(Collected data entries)
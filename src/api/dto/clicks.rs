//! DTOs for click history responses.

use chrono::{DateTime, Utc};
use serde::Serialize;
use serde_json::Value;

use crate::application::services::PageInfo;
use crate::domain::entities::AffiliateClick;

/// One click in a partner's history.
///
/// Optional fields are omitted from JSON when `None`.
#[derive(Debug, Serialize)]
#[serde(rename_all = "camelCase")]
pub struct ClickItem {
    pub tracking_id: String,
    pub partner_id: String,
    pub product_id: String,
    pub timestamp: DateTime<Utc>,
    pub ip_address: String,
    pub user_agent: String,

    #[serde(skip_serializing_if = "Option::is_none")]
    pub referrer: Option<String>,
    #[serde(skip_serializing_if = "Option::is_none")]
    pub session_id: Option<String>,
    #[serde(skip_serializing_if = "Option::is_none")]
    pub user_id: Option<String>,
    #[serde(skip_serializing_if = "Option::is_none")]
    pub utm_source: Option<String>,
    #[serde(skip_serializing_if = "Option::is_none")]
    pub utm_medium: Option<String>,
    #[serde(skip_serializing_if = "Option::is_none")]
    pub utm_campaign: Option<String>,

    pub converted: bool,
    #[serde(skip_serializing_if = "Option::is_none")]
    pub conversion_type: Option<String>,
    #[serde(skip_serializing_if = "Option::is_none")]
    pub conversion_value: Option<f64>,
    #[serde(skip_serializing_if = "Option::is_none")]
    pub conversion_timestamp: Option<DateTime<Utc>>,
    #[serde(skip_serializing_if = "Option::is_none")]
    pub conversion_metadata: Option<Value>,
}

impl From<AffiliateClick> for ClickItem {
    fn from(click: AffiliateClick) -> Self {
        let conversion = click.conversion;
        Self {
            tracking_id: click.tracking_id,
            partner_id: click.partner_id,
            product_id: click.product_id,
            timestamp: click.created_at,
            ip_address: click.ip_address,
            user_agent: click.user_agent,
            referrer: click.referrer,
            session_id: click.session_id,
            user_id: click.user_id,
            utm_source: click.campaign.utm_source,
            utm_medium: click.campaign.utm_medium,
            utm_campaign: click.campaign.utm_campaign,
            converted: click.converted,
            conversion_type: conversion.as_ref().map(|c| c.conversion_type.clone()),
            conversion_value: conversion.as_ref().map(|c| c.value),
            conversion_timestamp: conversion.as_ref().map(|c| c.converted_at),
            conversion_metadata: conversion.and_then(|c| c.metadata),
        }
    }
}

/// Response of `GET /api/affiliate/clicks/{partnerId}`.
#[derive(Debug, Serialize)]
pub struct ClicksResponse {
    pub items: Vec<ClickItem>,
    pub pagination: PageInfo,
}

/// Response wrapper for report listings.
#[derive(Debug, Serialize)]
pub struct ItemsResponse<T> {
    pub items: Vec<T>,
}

_WORK ITEM_
The answer should be all lines from the entries above that hold the word "history".

_WRITTEN SOLUTION_
//! DTOs for click history responses.
/// One click in a partner's history.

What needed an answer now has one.